• [Provided information]
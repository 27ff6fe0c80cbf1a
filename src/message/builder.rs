use std::os::fd::OwnedFd;

use crate::{
    names::{BusName, ErrorName, InterfaceName, MemberName, ObjectPath, Signature, UniqueName},
    Error, Result,
};

use super::{
    fields::Fields,
    header::{Flags, Header, PrimaryHeader, Type, MAX_MESSAGE_SIZE},
    marshal::{Endian, Writer},
    Message,
};

use enumflags2::BitFlags;

/// A builder for [`Message`].
///
/// Bodies are supplied as pre-marshalled bytes together with their signature;
/// the value model that produces those bytes lives above this crate.
#[derive(Debug, Clone)]
pub struct Builder {
    header: Header,
}

impl Builder {
    pub(super) fn new(msg_type: Type) -> Self {
        let primary = PrimaryHeader::new(msg_type, 0);
        let fields = Fields::new();
        let header = Header::new(primary, fields);
        Self { header }
    }

    /// Add flags to the message.
    ///
    /// See [`Flags`] documentation for the meaning of the flags.
    ///
    /// The function will return an error if invalid flags are given for the
    /// message type.
    pub fn with_flags(mut self, flag: Flags) -> Result<Self> {
        if self.header.message_type() != Type::MethodCall
            && BitFlags::from_flag(flag).contains(Flags::NoReplyExpected)
        {
            return Err(Error::InvalidField);
        }
        let flags = self.header.primary().flags() | flag;
        self.header.primary_mut().set_flags(flags);
        Ok(self)
    }

    /// Set the unique name of the sending connection.
    pub fn sender<S>(mut self, sender: S) -> Result<Self>
    where
        S: TryInto<UniqueName>,
        S::Error: Into<Error>,
    {
        self.header.fields_mut().sender = Some(sender.try_into().map_err(Into::into)?);
        Ok(self)
    }

    /// Set the object to send a call to, or the object a signal is emitted
    /// from.
    pub fn path<P>(mut self, path: P) -> Result<Self>
    where
        P: TryInto<ObjectPath>,
        P::Error: Into<Error>,
    {
        self.header.fields_mut().path = Some(path.try_into().map_err(Into::into)?);
        Ok(self)
    }

    /// Set the interface to invoke a method call on, or that a signal is
    /// emitted from.
    pub fn interface<I>(mut self, interface: I) -> Result<Self>
    where
        I: TryInto<InterfaceName>,
        I::Error: Into<Error>,
    {
        self.header.fields_mut().interface = Some(interface.try_into().map_err(Into::into)?);
        Ok(self)
    }

    /// Set the member, either the method name or signal name.
    pub fn member<M>(mut self, member: M) -> Result<Self>
    where
        M: TryInto<MemberName>,
        M::Error: Into<Error>,
    {
        self.header.fields_mut().member = Some(member.try_into().map_err(Into::into)?);
        Ok(self)
    }

    pub(super) fn error_name<E>(mut self, error: E) -> Result<Self>
    where
        E: TryInto<ErrorName>,
        E::Error: Into<Error>,
    {
        self.header.fields_mut().error_name = Some(error.try_into().map_err(Into::into)?);
        Ok(self)
    }

    /// Set the name of the connection this message is intended for.
    pub fn destination<D>(mut self, destination: D) -> Result<Self>
    where
        D: TryInto<BusName>,
        D::Error: Into<Error>,
    {
        self.header.fields_mut().destination = Some(destination.try_into().map_err(Into::into)?);
        Ok(self)
    }

    /// Correlate this message with the call carrying `serial`.
    pub(crate) fn reply_serial(mut self, serial: std::num::NonZeroU32) -> Self {
        self.header.fields_mut().reply_serial = Some(serial);
        self
    }

    pub(super) fn reply_to(mut self, reply_to: &Header) -> Result<Self> {
        let serial = reply_to
            .primary()
            .serial_num()
            .ok_or(Error::InvalidField)?;
        self.header.fields_mut().reply_serial = Some(serial);
        self = self.endian(reply_to.primary().endian());

        if let Some(sender) = reply_to.sender() {
            self.destination(sender.as_str())
        } else {
            Ok(self)
        }
    }

    /// Set the endianness of the message.
    ///
    /// The default endianness is native.
    pub fn endian(mut self, endian: Endian) -> Self {
        self.header.primary_mut().set_endian_sig(endian.into());

        self
    }

    /// Build the [`Message`] without a body.
    pub fn build_empty(self) -> Result<Message> {
        self.build_generic(Signature::empty(), Vec::new(), Vec::new())
    }

    /// Build the [`Message`] with the given pre-marshalled body.
    ///
    /// `body` must be the message body marshalled in this message's
    /// endianness according to `signature`; the builder checks the signature
    /// is well-formed but does not re-validate the bytes against it.
    pub fn build_body<S>(self, signature: S, body: Vec<u8>) -> Result<Message>
    where
        S: TryInto<Signature>,
        S::Error: Into<Error>,
    {
        let signature = signature.try_into().map_err(Into::into)?;
        self.build_generic(signature, body, Vec::new())
    }

    /// Like [`Builder::build_body`], with file descriptors to pass along.
    pub fn build_body_with_fds<S>(
        self,
        signature: S,
        body: Vec<u8>,
        fds: Vec<OwnedFd>,
    ) -> Result<Message>
    where
        S: TryInto<Signature>,
        S::Error: Into<Error>,
    {
        let signature = signature.try_into().map_err(Into::into)?;
        self.build_generic(signature, body, fds)
    }

    fn build_generic(
        mut self,
        signature: Signature,
        body: Vec<u8>,
        fds: Vec<OwnedFd>,
    ) -> Result<Message> {
        let body_len: u32 = body.len().try_into().map_err(|_| Error::ExcessData)?;
        self.header.primary_mut().set_body_len(body_len);
        let msg_type = self.header.message_type();
        self.header.fields().check_required(msg_type)?;

        if !signature.is_empty() {
            self.header.fields_mut().signature = Some(signature);
        }
        if !fds.is_empty() {
            let n: u32 = fds.len().try_into().map_err(|_| Error::ExcessData)?;
            self.header.fields_mut().unix_fds = Some(n);
        }

        let mut writer = Writer::new(self.header.primary().endian());
        self.header.primary().write(&mut writer);
        self.header.fields().write(&mut writer);
        // The body begins on an 8-byte boundary.
        writer.align(8);
        let body_offset = writer.len();

        if body_offset + body.len() > MAX_MESSAGE_SIZE {
            return Err(Error::ExcessData);
        }

        let mut bytes = writer.into_bytes();
        bytes.extend_from_slice(&body);

        Ok(Message::from_built_parts(self.header, bytes, body_offset, fds))
    }
}

impl From<&Message> for Builder {
    /// Start a builder from an existing message's header, e.g. to re-send
    /// with different routing fields. Signature and fd count are dropped;
    /// the body-supplying build methods reinstate them.
    fn from(msg: &Message) -> Self {
        let mut header = msg.header().clone();
        header.fields_mut().signature = None;
        header.fields_mut().unix_fds = None;

        Self { header }
    }
}

#[cfg(test)]
mod tests {
    use super::*;

    #[test]
    fn no_reply_flag_restricted_to_method_calls() {
        assert!(Message::method("/", "Ping")
            .unwrap()
            .with_flags(Flags::NoReplyExpected)
            .is_ok());
        assert!(Message::signal("/", "org.example.Iface", "Pong")
            .unwrap()
            .with_flags(Flags::NoReplyExpected)
            .is_err());
        assert!(Message::signal("/", "org.example.Iface", "Pong")
            .unwrap()
            .with_flags(Flags::NoAutoStart)
            .is_ok());
    }

    #[test]
    fn missing_required_fields_fail_build() {
        // A method call without a member.
        let builder = Builder::new(Type::MethodCall).path("/org/x").unwrap();
        assert!(matches!(builder.build_empty(), Err(Error::InvalidField)));
    }

    #[test]
    fn big_endian_build_parses_back() {
        let msg = Message::method("/obj", "Swap")
            .unwrap()
            .endian(Endian::Big)
            .build_empty()
            .unwrap()
            .with_serial(std::num::NonZeroU32::new(9).unwrap());

        assert_eq!(msg.data()[0], b'B');
        let parsed = Message::from_bytes(msg.data().to_vec(), vec![]).unwrap();
        assert_eq!(
            parsed.primary_header().serial_num(),
            std::num::NonZeroU32::new(9)
        );
        assert_eq!(parsed.header().member().map(|m| m.as_str()), Some("Swap"));
    }
}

• [Exercise description] Repeat the records word for word.

• [Written response]
repository 27ff6fe0c80cbf1a
filename src/message/builder.rs
use std::os::fd::OwnedFd;

use crate::{
    names::{BusName, ErrorName, InterfaceName, MemberName, ObjectPath, Signature, UniqueName},
    Error, Result,
};

use super::{
    fields::Fields,
    header::{Flags, Header, PrimaryHeader, Type, MAX_MESSAGE_SIZE},
    marshal::{Endian, Writer},
    Message,
};

use enumflags2::BitFlags;

/// A builder for [`Message`].
///
/// Bodies are supplied as pre-marshalled bytes together with their signature;
/// the value model that produces those bytes lives above this crate.
#[derive(Debug, Clone)]
pub struct Builder {
    header: Header,
}

impl Builder {
    pub(super) fn new(msg_type: Type) -> Self {
        let primary = PrimaryHeader::new(msg_type, 0);
        let fields = Fields::new();
        let header = Header::new(primary, fields);
        Self { header }
    }

    /// Add flags to the message.
    ///
    /// See [`Flags`] documentation for the meaning of the flags.
    ///
    /// The function will return an error if invalid flags are given for the
    /// message type.
    pub fn with_flags(mut self, flag: Flags) -> Result<Self> {
        if self.header.message_type() != Type::MethodCall
            && BitFlags::from_flag(flag).contains(Flags::NoReplyExpected)
        {
            return Err(Error::InvalidField);
        }
        let flags = self.header.primary().flags() | flag;
        self.header.primary_mut().set_flags(flags);
        Ok(self)
    }

    /// Set the unique name of the sending connection.
    pub fn sender<S>(mut self, sender: S) -> Result<Self>
    where
        S: TryInto<UniqueName>,
        S::Error: Into<Error>,
    {
        self.header.fields_mut().sender = Some(sender.try_into().map_err(Into::into)?);
        Ok(self)
    }

    /// Set the object to send a call to, or the object a signal is emitted
    /// from.
    pub fn path<P>(mut self, path: P) -> Result<Self>
    where
        P: TryInto<ObjectPath>,
        P::Error: Into<Error>,
    {
        self.header.fields_mut().path = Some(path.try_into().map_err(Into::into)?);
        Ok(self)
    }

    /// Set the interface to invoke a method call on, or that a signal is
    /// emitted from.
    pub fn interface<I>(mut self, interface: I) -> Result<Self>
    where
        I: TryInto<InterfaceName>,
        I::Error: Into<Error>,
    {
        self.header.fields_mut().interface = Some(interface.try_into().map_err(Into::into)?);
        Ok(self)
    }

    /// Set the member, either the method name or signal name.
    pub fn member<M>(mut self, member: M) -> Result<Self>
    where
        M: TryInto<MemberName>,
        M::Error: Into<Error>,
    {
        self.header.fields_mut().member = Some(member.try_into().map_err(Into::into)?);
        Ok(self)
    }

    pub(super) fn error_name<E>(mut self, error: E) -> Result<Self>
    where
        E: TryInto<ErrorName>,
        E::Error: Into<Error>,
    {
        self.header.fields_mut().error_name = Some(error.try_into().map_err(Into::into)?);
        Ok(self)
    }

    /// Set the name of the connection this message is intended for.
    pub fn destination<D>(mut self, destination: D) -> Result<Self>
    where
        D: TryInto<BusName>,
        D::Error: Into<Error>,
    {
        self.header.fields_mut().destination = Some(destination.try_into().map_err(Into::into)?);
        Ok(self)
    }

    /// Correlate this message with the call carrying `serial`.
    pub(crate) fn reply_serial(mut self, serial: std::num::NonZeroU32) -> Self {
        self.header.fields_mut().reply_serial = Some(serial);
        self
    }

    pub(super) fn reply_to(mut self, reply_to: &Header) -> Result<Self> {
        let serial = reply_to
            .primary()
            .serial_num()
            .ok_or(Error::InvalidField)?;
        self.header.fields_mut().reply_serial = Some(serial);
        self = self.endian(reply_to.primary().endian());

        if let Some(sender) = reply_to.sender() {
            self.destination(sender.as_str())
        } else {
            Ok(self)
        }
    }

    /// Set the endianness of the message.
    ///
    /// The default endianness is native.
    pub fn endian(mut self, endian: Endian) -> Self {
        self.header.primary_mut().set_endian_sig(endian.into());

        self
    }

    /// Build the [`Message`] without a body.
    pub fn build_empty(self) -> Result<Message> {
        self.build_generic(Signature::empty(), Vec::new(), Vec::new())
    }

    /// Build the [`Message`] with the given pre-marshalled body.
    ///
    /// `body` must be the message body marshalled in this message's
    /// endianness according to `signature`; the builder checks the signature
    /// is well-formed but does not re-validate the bytes against it.
    pub fn build_body<S>(self, signature: S, body: Vec<u8>) -> Result<Message>
    where
        S: TryInto<Signature>,
        S::Error: Into<Error>,
    {
        let signature = signature.try_into().map_err(Into::into)?;
        self.build_generic(signature, body, Vec::new())
    }

    /// Like [`Builder::build_body`], with file descriptors to pass along.
    pub fn build_body_with_fds<S>(
        self,
        signature: S,
        body: Vec<u8>,
        fds: Vec<OwnedFd>,
    ) -> Result<Message>
    where
        S: TryInto<Signature>,
        S::Error: Into<Error>,
    {
        let signature = signature.try_into().map_err(Into::into)?;
        self.build_generic(signature, body, fds)
    }

    fn build_generic(
        mut self,
        signature: Signature,
        body: Vec<u8>,
        fds: Vec<OwnedFd>,
    ) -> Result<Message> {
        let body_len: u32 = body.len().try_into().map_err(|_| Error::ExcessData)?;
        self.header.primary_mut().set_body_len(body_len);
        let msg_type = self.header.message_type();
        self.header.fields().check_required(msg_type)?;

        if !signature.is_empty() {
            self.header.fields_mut().signature = Some(signature);
        }
        if !fds.is_empty() {
            let n: u32 = fds.len().try_into().map_err(|_| Error::ExcessData)?;
            self.header.fields_mut().unix_fds = Some(n);
        }

        let mut writer = Writer::new(self.header.primary().endian());
        self.header.primary().write(&mut writer);
        self.header.fields().write(&mut writer);
        // The body begins on an 8-byte boundary.
        writer.align(8);
        let body_offset = writer.len();

        if body_offset + body.len() > MAX_MESSAGE_SIZE {
            return Err(Error::ExcessData);
        }

        let mut bytes = writer.into_bytes();
        bytes.extend_from_slice(&body);

        Ok(Message::from_built_parts(self.header, bytes, body_offset, fds))
    }
}

impl From<&Message> for Builder {
    /// Start a builder from an existing message's header, e.g. to re-send
    /// with different routing fields. Signature and fd count are dropped;
    /// the body-supplying build methods reinstate them.
    fn from(msg: &Message) -> Self {
        let mut header = msg.header().clone();
        header.fields_mut().signature = None;
        header.fields_mut().unix_fds = None;

        Self { header }
    }
}

#[cfg(test)]
mod tests {
    use super::*;

    #[test]
    fn no_reply_flag_restricted_to_method_calls() {
        assert!(Message::method("/", "Ping")
            .unwrap()
            .with_flags(Flags::NoReplyExpected)
            .is_ok());
        assert!(Message::signal("/", "org.example.Iface", "Pong")
            .unwrap()
            .with_flags(Flags::NoReplyExpected)
            .is_err());
        assert!(Message::signal("/", "org.example.Iface", "Pong")
            .unwrap()
            .with_flags(Flags::NoAutoStart)
            .is_ok());
    }

    #[test]
    fn missing_required_fields_fail_build() {
        // A method call without a member.
        let builder = Builder::new(Type::MethodCall).path("/org/x").unwrap();
        assert!(matches!(builder.build_empty(), Err(Error::InvalidField)));
    }

    #[test]
    fn big_endian_build_parses_back() {
        let msg = Message::method("/obj", "Swap")
            .unwrap()
            .endian(Endian::Big)
            .build_empty()
            .unwrap()
            .with_serial(std::num::NonZeroU32::new(9).unwrap());

        assert_eq!(msg.data()[0], b'B');
        let parsed = Message::from_bytes(msg.data().to_vec(), vec![]).unwrap();
        assert_eq!(
            parsed.primary_header().serial_num(),
            std::num::NonZeroU32::new(9)
        );
        assert_eq!(parsed.header().member().map(|m| m.as_str()), Some("Swap"));
    }
}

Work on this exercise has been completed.